Im Februar 2026 soll er sich wieder an einer Elfjährigen vergangen haben. Die Justiz wurde informiert, eine Strafklage konnte der Vater des Opfers aber erst jetzt am 3. Juni einreichen. Und zuvor hat Jérôme B. höchstwahrscheinlich auch noch Lyhanna entführt und getötet. Die Gerichtsbehörden, die sich offenbar über die ganze Vorgeschichte nicht informiert hatten, erwogen angeblich erst, ihn zur Befragung vorzuladen.
All das findet auch Justizminister Gérald Darmanin nicht normal, er hat eine administrative Untersuchung angeordnet und Lyhannas Eltern für das Versagen der Behörden um Entschuldigung gebeten. Staatspräsident Emmanuel Macron äußerte sich auf seiner Reise nach Montenegro empört über eine peinliche „Panne“ des Justizsystems. Die Regierung steht unter Druck.
Frankreichs völlig überlastete Gerichte klagen über Personalmangel. Doch liegt in diesem Fall nicht dennoch ein sträfliches Versagen vor? Ein Teil der Medien und vor allem Vertreter der politischen Rechten prangern eine zuständige Staatsanwältin an und beschuldigen pauschal eine angeblich „links“ politisierte Justiz, zu wenig hart zu sein.
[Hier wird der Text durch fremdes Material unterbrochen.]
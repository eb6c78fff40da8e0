#[cfg(test)]
mod tests {
    use idex_macros::test_traced;
    use std::time::Duration;
    use tracing::{debug, error, info};

    #[test_traced("INFO")]
    fn test_info_level() {
        info!("This is an info log");
        debug!("This is a debug log (won't be shown)");
        assert_eq!(2 + 2, 4);
    }

    #[test_traced]
    fn test_default_level() {
        debug!("This is a debug log");
        assert_eq!(3 * 3, 9);
    }

    #[test_traced("error")]
    fn test_lowercase_level() {
        error!("This is an error log");
        assert_eq!(5 * 2, 10);
    }

    #[test_traced]
    async fn test_async_body() {
        tokio::time::sleep(Duration::from_millis(1)).await;
        info!("slept");
    }

    #[test_traced("WARN")]
    async fn test_async_spawned_task() {
        let handle = tokio::spawn(async { 7 * 6 });
        assert_eq!(handle.await.unwrap(), 42);
    }

    #[test_traced]
    async fn test_async_result() -> Result<(), String> {
        Ok(())
    }
}
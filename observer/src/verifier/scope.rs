use crate::Error;
use std::fmt::Debug;

/// The actor and request a check is made for, attached to every mismatch it reports.
#[derive(Clone, Copy)]
pub(crate) struct Scope<'a> {
    pub actor: &'a str,
    pub request_id: &'a str,
}

impl<'a> Scope<'a> {
    pub fn new(actor: &'a str, request_id: &'a str) -> Self {
        Self { actor, request_id }
    }

    pub fn mismatch(
        &self,
        field: impl Into<String>,
        expected: impl Debug,
        observed: impl Debug,
    ) -> Error {
        Error::Mismatch {
            actor: self.actor.to_string(),
            request_id: self.request_id.to_string(),
            field: field.into(),
            expected: format!("{expected:?}"),
            observed: format!("{observed:?}"),
        }
    }

    pub fn ensure_eq<T: PartialEq + Debug + ?Sized>(
        &self,
        field: impl Into<String>,
        expected: &T,
        observed: &T,
    ) -> Result<(), Error> {
        if expected == observed {
            return Ok(());
        }
        Err(self.mismatch(field, expected, observed))
    }
}
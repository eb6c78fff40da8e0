//! Predict what the protocol should report, independently of any notification.
//!
//! Every value here is derived from the parameters of the action that was issued (plus, where
//! the action left a choice to the protocol, a read-only lookup), so that comparing a
//! notification against it is never tautological.

use crate::Error;
use serde::{Deserialize, Serialize};
use std::future::Future;

mod digest;
pub use digest::{request_message_hash, MessageDigest};
mod services;
pub use services::{ExpectedServices, ServiceRequest};

/// The identity a request is about.
#[derive(Clone, Debug, PartialEq, Eq, Hash, Serialize, Deserialize)]
pub struct Identity {
    pub namespace: String,
    pub identifier: String,
}

/// Read-only lookup of the IdPs associated with an identity.
pub trait Registry: Send + Sync {
    /// Node ids of the IdPs able to answer for `identity` at the given assurance levels.
    fn idps(
        &self,
        identity: &Identity,
        min_ial: f64,
        min_aal: f64,
    ) -> impl Future<Output = Result<Vec<String>, Error>> + Send;
}

/// Resolve the IdPs a request is expected to reach.
///
/// A non-empty `declared` list is authoritative. Otherwise the IdPs associated with `identity`
/// are looked up in `registry` (and an identity is required).
pub async fn expected_idps<R: Registry>(
    declared: &[String],
    identity: Option<&Identity>,
    min_ial: f64,
    min_aal: f64,
    registry: &R,
) -> Result<Vec<String>, Error> {
    if !declared.is_empty() {
        return Ok(declared.to_vec());
    }
    let identity = identity.ok_or(Error::MissingIdentity)?;
    registry.idps(identity, min_ial, min_aal).await
}

/// Everything predicted for one request.
#[derive(Clone, Debug, PartialEq)]
pub struct ExpectedState {
    pub idp_id_list: Vec<String>,
    pub services: ExpectedServices,
    pub digest: MessageDigest,
}

impl ExpectedState {
    /// Create the prediction for a request reaching `idp_id_list` with `services` and `message`.
    pub fn new(
        idp_id_list: Vec<String>,
        services: &[ServiceRequest],
        message: impl Into<String>,
    ) -> Self {
        Self {
            idp_id_list,
            services: ExpectedServices::new(services),
            digest: MessageDigest::new(message),
        }
    }
}
use prometheus_client::{
    metrics::{counter::Counter, gauge::Gauge},
    registry::Registry,
};
use std::borrow::Cow;

/// Metrics for a [super::Broker].
#[derive(Clone, Default)]
pub struct Metrics {
    /// Registrations awaiting a matching envelope.
    pub pending: Gauge,
    /// Envelopes handed to the broker.
    pub dispatched: Counter,
    /// Registrations resolved by an envelope.
    pub resolved: Counter,
    /// Envelopes that resolved no registration.
    pub dropped: Counter,
    /// Registrations released before resolving (dropped or torn down).
    pub canceled: Counter,
}

impl Metrics {
    /// Create and register metrics for `actor`.
    pub fn init(registry: &mut Registry, actor: &str) -> Self {
        let metrics = Self::default();
        let registry =
            registry.sub_registry_with_label((Cow::Borrowed("actor"), Cow::Owned(actor.into())));
        registry.register(
            "pending",
            "registrations awaiting a matching envelope",
            metrics.pending.clone(),
        );
        registry.register(
            "dispatched",
            "envelopes handed to the broker",
            metrics.dispatched.clone(),
        );
        registry.register(
            "resolved",
            "registrations resolved by an envelope",
            metrics.resolved.clone(),
        );
        registry.register(
            "dropped",
            "envelopes that resolved no registration",
            metrics.dropped.clone(),
        );
        registry.register(
            "canceled",
            "registrations released before resolving",
            metrics.canceled.clone(),
        );
        metrics
    }
}
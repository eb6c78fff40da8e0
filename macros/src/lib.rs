//! Augment the testing of identity-exchange observers with procedural macros.

use proc_macro::TokenStream;
use proc_macro2::Span;
use quote::quote;
use syn::{parse_macro_input, Ident, ItemFn, LitStr};

/// Levels accepted by [macro@test_traced].
const LEVELS: [&str; 5] = ["TRACE", "DEBUG", "INFO", "WARN", "ERROR"];

/// Run a test function with a [tracing] subscriber installed at the given level
/// (defaulting to `DEBUG`).
///
/// Output is captured by the test harness (`with_test_writer`), so logs only appear
/// for failing tests or when running with `--nocapture`.
///
/// When the annotated function is `async`, it is driven to completion on a
/// current-thread `tokio` runtime (with time enabled). Any task spawned by the test
/// runs on the same thread and only makes progress when the test body awaits a
/// pending future. The crate using this attribute must depend on `tracing`,
/// `tracing-subscriber`, and (for async tests) `tokio`.
///
/// # Example
///
/// ```rust,ignore
/// use idex_macros::test_traced;
///
/// #[test_traced("INFO")]
/// async fn test_delivery() {
///     tracing::info!("delivered");
/// }
/// ```
#[proc_macro_attribute]
pub fn test_traced(attr: TokenStream, item: TokenStream) -> TokenStream {
    // Parse the input tokens into a syntax tree
    let input = parse_macro_input!(item as ItemFn);

    // Parse the level (if provided)
    let level = if attr.is_empty() {
        "DEBUG".to_string()
    } else {
        let literal = parse_macro_input!(attr as LitStr);
        let level = literal.value().to_uppercase();
        if !LEVELS.contains(&level.as_str()) {
            return syn::Error::new(
                literal.span(),
                format!("invalid level `{}`; expected one of {:?}", level, LEVELS),
            )
            .to_compile_error()
            .into();
        }
        level
    };
    let level = Ident::new(&level, Span::call_site());

    // Extract function components
    let attrs = &input.attrs;
    let vis = &input.vis;
    let name = &input.sig.ident;
    let output = &input.sig.output;
    let block = &input.block;

    // Drive async bodies on a runtime, call sync bodies directly
    let body = if input.sig.asyncness.is_some() {
        quote! {
            ::tokio::runtime::Builder::new_current_thread()
                .enable_all()
                .build()
                .expect("failed to build runtime")
                .block_on(async move #block)
        }
    } else {
        quote! { #block }
    };

    let expanded = quote! {
        #[test]
        #(#attrs)*
        #vis fn #name() #output {
            // Create a subscriber that writes to the test output
            let subscriber = ::tracing_subscriber::fmt()
                .with_test_writer()
                .with_max_level(::tracing::Level::#level)
                .with_line_number(true)
                .finish();

            // Scope the subscriber to this test
            let dispatcher = ::tracing::Dispatch::new(subscriber);
            ::tracing::dispatcher::with_default(&dispatcher, || #body)
        }
    };
    TokenStream::from(expanded)
}
//! Ledger block heights.
//!
//! Every state-changing protocol event is stamped with a `<chain>:<height>` coordinate. Only the
//! numeric segment is ordered; the chain segment identifies the ledger (or epoch) and must simply
//! be present.

use crate::Error;
use serde::{Deserialize, Serialize};
use std::{fmt, str::FromStr};

/// Separator between the chain and height segments.
const SEPARATOR: char = ':';

/// How a new observation must relate to the previous one.
#[derive(Clone, Copy, Debug, PartialEq, Eq)]
pub enum Advance {
    /// The new height may equal the previous one (e.g. a redelivered or derived update).
    Monotonic,
    /// The new height must be greater (the observation reflects a new action).
    Strict,
}

/// A parsed `<chain>:<height>` coordinate.
#[derive(Clone, Debug, PartialEq, Eq, Hash, Serialize, Deserialize)]
#[serde(try_from = "String", into = "String")]
pub struct BlockHeight {
    chain: String,
    height: u64,
}

impl BlockHeight {
    /// Create a new [BlockHeight].
    pub fn new(chain: impl Into<String>, height: u64) -> Self {
        Self {
            chain: chain.into(),
            height,
        }
    }

    /// The chain (or epoch) segment.
    pub fn chain(&self) -> &str {
        &self.chain
    }

    /// The numeric segment.
    pub fn height(&self) -> u64 {
        self.height
    }

    /// Returns whether `self` is an acceptable successor of `previous` under `advance`.
    pub fn follows(&self, previous: &BlockHeight, advance: Advance) -> bool {
        match advance {
            Advance::Monotonic => self.height >= previous.height,
            Advance::Strict => self.height > previous.height,
        }
    }
}

impl FromStr for BlockHeight {
    type Err = Error;

    fn from_str(s: &str) -> Result<Self, Self::Err> {
        let mut segments = s.split(SEPARATOR);
        let (Some(chain), Some(height), None) = (segments.next(), segments.next(), segments.next())
        else {
            return Err(Error::InvalidBlockHeight(s.to_string()));
        };
        if chain.is_empty() || height.is_empty() {
            return Err(Error::InvalidBlockHeight(s.to_string()));
        }

        // `u64::from_str` accepts a leading `+`, which is not a ledger coordinate
        if !height.bytes().all(|b| b.is_ascii_digit()) {
            return Err(Error::InvalidBlockHeight(s.to_string()));
        }
        let height = height
            .parse::<u64>()
            .map_err(|_| Error::InvalidBlockHeight(s.to_string()))?;
        Ok(Self::new(chain, height))
    }
}

impl TryFrom<String> for BlockHeight {
    type Error = Error;

    fn try_from(value: String) -> Result<Self, Self::Error> {
        value.parse()
    }
}

impl From<BlockHeight> for String {
    fn from(value: BlockHeight) -> Self {
        value.to_string()
    }
}

impl fmt::Display for BlockHeight {
    fn fmt(&self, f: &mut fmt::Formatter<'_>) -> fmt::Result {
        write!(f, "{}{}{}", self.chain, SEPARATOR, self.height)
    }
}
//! Fuzz target for settings.json parsing and validation.

#![no_main]

use cl_config::{validate_settings, Settings};
use libfuzzer_sys::fuzz_target;

fuzz_target!(|data: &[u8]| {
    let Ok(text) = std::str::from_utf8(data) else {
        return;
    };
    if let Ok(settings) = Settings::from_json_str(text) {
        let _ = validate_settings(&settings);
    }
});
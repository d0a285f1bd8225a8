//! Core math modules.

pub mod corr;
pub mod lkj;
pub mod multinomial;
pub mod mvn;
pub mod scalar;
pub mod stable;
pub mod student_t;
pub mod transform;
Der Fall Lyhanna wird zu einem Politikum in Frankreich. Der Präsidentschaftskandidat der Konservativen, Bruno Retailleau, fordert die chemische Kastration von Sexualverbrechern. Auch der Rechtspopulist Jordan Bardella will härter durchgreifen. Er hat damit in den Popularitätsumfragen gleich mehrere Punkte hinzugewonnen. Lyhannas Eltern wünschten nicht, dass am Trauermarsch am Sonntag politische Persönlichkeiten teilnehmen.